Assigned task: Take the records below and print them verbatim up to and including the line that carries "pub fn from_args(args: &Args)".

(Saved entries)
▬▬▬

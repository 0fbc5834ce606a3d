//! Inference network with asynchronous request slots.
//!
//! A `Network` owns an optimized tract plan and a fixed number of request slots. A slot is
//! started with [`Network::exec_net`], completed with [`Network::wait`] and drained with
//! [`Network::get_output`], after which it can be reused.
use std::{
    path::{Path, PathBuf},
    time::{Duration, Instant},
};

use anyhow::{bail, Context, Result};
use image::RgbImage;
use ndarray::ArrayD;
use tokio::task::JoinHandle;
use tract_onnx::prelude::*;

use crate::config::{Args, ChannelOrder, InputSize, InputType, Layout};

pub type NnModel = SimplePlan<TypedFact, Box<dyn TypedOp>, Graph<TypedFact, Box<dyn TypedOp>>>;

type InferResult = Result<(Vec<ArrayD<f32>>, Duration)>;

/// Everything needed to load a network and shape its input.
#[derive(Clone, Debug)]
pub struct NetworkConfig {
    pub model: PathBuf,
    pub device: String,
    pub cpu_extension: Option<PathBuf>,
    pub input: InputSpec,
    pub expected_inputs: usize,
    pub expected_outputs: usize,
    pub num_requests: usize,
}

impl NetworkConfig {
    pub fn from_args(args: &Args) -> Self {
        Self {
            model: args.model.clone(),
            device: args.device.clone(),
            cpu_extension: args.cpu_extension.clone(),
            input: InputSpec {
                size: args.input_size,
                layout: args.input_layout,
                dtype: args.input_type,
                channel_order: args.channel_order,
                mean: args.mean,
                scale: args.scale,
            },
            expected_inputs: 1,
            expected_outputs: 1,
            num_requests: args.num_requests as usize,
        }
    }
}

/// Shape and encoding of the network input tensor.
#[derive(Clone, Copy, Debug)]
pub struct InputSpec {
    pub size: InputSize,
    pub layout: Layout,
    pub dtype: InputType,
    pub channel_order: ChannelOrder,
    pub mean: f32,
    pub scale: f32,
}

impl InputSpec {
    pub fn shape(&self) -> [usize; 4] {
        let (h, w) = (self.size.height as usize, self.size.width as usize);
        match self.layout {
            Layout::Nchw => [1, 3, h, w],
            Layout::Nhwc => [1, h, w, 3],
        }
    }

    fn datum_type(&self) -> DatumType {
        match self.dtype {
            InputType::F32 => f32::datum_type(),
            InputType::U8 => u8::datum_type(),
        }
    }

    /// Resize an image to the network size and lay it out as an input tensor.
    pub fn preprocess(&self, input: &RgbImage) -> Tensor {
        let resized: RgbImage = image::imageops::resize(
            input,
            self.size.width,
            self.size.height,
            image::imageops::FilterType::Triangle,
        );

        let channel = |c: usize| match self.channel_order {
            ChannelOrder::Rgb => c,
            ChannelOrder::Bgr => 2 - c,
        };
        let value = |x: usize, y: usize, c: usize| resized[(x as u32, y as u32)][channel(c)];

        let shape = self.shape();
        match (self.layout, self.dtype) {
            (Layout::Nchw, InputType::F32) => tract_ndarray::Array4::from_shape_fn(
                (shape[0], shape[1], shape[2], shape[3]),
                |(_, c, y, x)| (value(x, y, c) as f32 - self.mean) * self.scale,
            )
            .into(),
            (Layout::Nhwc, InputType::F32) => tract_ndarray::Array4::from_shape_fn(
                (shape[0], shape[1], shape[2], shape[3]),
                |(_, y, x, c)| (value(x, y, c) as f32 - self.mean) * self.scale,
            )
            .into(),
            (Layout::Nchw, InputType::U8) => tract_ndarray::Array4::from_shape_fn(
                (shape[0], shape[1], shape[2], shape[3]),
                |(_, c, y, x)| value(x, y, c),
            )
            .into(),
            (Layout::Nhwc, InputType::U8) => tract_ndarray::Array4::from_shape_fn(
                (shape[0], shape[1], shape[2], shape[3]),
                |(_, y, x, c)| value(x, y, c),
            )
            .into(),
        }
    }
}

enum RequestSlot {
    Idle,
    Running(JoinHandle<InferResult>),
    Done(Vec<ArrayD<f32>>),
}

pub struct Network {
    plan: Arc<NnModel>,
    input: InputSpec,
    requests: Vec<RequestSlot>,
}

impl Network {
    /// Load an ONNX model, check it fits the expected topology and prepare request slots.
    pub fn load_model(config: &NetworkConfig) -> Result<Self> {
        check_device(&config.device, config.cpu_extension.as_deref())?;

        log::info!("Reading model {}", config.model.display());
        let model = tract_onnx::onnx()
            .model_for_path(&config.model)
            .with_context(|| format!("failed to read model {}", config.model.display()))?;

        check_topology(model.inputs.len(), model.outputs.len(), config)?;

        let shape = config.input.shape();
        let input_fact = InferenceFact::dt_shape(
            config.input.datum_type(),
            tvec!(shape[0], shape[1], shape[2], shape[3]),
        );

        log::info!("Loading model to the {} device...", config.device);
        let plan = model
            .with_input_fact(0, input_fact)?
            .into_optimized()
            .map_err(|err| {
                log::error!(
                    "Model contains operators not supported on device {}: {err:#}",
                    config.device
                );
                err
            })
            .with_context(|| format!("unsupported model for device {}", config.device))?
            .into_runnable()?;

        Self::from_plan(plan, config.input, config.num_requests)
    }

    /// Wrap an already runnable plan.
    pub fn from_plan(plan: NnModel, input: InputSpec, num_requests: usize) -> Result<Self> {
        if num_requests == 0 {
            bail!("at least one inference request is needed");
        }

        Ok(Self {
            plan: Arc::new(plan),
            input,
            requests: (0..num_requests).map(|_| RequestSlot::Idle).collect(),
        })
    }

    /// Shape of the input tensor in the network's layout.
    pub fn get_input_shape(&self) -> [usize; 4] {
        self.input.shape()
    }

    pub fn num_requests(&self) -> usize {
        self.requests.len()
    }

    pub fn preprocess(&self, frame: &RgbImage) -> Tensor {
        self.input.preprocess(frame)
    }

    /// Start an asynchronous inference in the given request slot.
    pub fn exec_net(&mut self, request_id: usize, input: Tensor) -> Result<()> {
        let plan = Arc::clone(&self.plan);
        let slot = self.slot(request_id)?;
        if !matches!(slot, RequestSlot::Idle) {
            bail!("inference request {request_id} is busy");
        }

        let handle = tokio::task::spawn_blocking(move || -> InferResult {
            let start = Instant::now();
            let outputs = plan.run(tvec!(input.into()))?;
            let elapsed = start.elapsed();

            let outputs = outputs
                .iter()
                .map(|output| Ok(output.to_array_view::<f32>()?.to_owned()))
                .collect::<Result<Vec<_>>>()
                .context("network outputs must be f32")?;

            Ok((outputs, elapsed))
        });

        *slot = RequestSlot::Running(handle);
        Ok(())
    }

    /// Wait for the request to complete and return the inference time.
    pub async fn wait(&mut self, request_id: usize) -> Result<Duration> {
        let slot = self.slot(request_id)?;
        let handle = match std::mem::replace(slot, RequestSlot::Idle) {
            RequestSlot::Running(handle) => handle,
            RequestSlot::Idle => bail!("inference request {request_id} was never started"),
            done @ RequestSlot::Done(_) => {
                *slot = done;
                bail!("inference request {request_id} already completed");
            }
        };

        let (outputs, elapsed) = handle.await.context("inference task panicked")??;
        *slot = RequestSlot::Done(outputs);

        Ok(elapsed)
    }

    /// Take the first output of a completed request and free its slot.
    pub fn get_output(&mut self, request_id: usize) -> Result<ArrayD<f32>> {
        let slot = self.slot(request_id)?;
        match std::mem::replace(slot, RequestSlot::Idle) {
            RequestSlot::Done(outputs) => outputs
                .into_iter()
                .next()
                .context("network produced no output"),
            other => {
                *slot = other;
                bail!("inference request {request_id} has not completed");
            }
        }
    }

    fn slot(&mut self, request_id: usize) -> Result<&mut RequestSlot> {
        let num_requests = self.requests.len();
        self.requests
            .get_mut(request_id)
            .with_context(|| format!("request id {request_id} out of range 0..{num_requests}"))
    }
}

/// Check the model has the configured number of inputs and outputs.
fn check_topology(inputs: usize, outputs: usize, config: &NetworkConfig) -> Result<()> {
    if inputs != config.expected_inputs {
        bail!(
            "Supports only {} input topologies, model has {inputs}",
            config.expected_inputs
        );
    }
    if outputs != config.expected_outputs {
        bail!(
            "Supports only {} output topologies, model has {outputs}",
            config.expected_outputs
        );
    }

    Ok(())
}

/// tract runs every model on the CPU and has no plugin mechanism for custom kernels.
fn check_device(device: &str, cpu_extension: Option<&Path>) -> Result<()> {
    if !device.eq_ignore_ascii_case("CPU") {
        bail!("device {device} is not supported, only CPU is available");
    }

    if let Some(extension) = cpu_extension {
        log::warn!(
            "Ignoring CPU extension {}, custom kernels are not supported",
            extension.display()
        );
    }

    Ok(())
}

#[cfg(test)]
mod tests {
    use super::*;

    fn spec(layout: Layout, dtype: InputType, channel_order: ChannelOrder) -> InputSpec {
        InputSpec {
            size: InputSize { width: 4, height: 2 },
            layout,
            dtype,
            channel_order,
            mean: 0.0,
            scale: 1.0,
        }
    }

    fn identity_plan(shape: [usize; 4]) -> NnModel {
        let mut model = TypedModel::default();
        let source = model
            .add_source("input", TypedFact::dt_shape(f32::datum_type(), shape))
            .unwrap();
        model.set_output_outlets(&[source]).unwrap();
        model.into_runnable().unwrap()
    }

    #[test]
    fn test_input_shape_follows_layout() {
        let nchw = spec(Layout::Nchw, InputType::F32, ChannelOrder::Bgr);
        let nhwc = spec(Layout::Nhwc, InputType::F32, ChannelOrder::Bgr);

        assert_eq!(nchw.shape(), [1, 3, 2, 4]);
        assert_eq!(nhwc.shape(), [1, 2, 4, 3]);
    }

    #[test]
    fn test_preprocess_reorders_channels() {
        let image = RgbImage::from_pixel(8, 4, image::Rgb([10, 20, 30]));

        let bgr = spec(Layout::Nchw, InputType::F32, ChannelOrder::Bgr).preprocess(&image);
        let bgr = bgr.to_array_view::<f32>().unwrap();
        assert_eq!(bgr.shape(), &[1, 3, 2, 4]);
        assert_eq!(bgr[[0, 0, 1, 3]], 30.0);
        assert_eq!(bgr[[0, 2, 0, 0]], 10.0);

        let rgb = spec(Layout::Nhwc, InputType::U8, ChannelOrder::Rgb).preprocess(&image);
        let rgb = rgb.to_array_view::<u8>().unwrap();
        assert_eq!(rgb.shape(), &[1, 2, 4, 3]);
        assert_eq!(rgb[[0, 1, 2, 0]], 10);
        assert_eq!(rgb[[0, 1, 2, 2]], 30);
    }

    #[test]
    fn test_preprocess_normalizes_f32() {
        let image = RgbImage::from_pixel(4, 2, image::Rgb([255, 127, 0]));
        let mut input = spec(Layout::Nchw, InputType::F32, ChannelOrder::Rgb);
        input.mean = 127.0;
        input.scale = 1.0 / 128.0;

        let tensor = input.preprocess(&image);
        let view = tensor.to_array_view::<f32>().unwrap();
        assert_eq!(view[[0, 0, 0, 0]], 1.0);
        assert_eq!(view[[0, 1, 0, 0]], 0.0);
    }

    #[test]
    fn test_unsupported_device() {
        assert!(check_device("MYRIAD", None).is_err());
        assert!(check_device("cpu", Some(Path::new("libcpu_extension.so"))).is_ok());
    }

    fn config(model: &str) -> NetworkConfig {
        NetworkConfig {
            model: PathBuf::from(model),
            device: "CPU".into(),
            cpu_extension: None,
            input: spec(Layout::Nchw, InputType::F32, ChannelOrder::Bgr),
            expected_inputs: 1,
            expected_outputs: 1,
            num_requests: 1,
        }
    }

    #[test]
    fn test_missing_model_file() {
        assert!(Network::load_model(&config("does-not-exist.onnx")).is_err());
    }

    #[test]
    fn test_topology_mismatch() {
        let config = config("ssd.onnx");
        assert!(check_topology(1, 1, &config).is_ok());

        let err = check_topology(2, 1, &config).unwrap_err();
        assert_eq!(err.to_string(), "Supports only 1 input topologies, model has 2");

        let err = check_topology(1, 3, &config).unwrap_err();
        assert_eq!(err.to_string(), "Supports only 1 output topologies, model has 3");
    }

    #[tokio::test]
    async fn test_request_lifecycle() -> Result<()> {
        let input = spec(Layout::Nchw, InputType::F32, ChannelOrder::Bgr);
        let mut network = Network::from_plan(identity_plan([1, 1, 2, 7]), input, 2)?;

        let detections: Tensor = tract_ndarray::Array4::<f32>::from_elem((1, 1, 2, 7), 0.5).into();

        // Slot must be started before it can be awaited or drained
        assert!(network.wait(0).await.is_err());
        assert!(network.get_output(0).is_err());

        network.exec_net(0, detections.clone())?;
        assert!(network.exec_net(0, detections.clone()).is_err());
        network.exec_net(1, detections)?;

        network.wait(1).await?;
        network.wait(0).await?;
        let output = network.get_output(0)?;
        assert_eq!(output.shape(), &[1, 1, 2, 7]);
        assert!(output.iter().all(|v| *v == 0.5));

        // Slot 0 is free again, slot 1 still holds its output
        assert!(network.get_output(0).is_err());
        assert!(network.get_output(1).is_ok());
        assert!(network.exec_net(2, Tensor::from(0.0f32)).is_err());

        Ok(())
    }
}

▬▬▬

Answer section:
repository 0fbc5834ce606a3d
//! Inference network with asynchronous request slots.
//!
//! A `Network` owns an optimized tract plan and a fixed number of request slots. A slot is
//! started with [`Network::exec_net`], completed with [`Network::wait`] and drained with
//! [`Network::get_output`], after which it can be reused.
use std::{
    path::{Path, PathBuf},
    time::{Duration, Instant},
};

use anyhow::{bail, Context, Result};
use image::RgbImage;
use ndarray::ArrayD;
use tokio::task::JoinHandle;
use tract_onnx::prelude::*;

use crate::config::{Args, ChannelOrder, InputSize, InputType, Layout};

pub type NnModel = SimplePlan<TypedFact, Box<dyn TypedOp>, Graph<TypedFact, Box<dyn TypedOp>>>;

type InferResult = Result<(Vec<ArrayD<f32>>, Duration)>;

/// Everything needed to load a network and shape its input.
#[derive(Clone, Debug)]
pub struct NetworkConfig {
    pub model: PathBuf,
    pub device: String,
    pub cpu_extension: Option<PathBuf>,
    pub input: InputSpec,
    pub expected_inputs: usize,
    pub expected_outputs: usize,
    pub num_requests: usize,
}

impl NetworkConfig {
    pub fn from_args(args: &Args) -> Self {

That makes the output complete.